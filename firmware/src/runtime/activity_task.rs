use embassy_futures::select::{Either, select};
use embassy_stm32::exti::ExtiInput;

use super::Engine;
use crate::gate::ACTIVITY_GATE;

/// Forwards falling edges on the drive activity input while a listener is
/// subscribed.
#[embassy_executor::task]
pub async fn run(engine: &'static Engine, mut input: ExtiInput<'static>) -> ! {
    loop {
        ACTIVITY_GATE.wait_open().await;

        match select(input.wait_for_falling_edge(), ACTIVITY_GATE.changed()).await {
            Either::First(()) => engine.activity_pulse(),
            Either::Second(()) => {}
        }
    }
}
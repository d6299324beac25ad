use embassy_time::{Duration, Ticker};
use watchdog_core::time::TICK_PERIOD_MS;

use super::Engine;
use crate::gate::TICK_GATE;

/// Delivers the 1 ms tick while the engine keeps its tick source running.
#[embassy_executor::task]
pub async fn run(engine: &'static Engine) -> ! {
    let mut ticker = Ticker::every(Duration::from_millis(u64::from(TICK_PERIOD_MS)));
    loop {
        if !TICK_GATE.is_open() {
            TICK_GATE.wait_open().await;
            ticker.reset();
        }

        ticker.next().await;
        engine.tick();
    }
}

Goal of the exercise — Write out each line above that contains the word "while".

Response to the exercise —
/// Forwards falling edges on the drive activity input while a listener is
/// Delivers the 1 ms tick while the engine keeps its tick source running.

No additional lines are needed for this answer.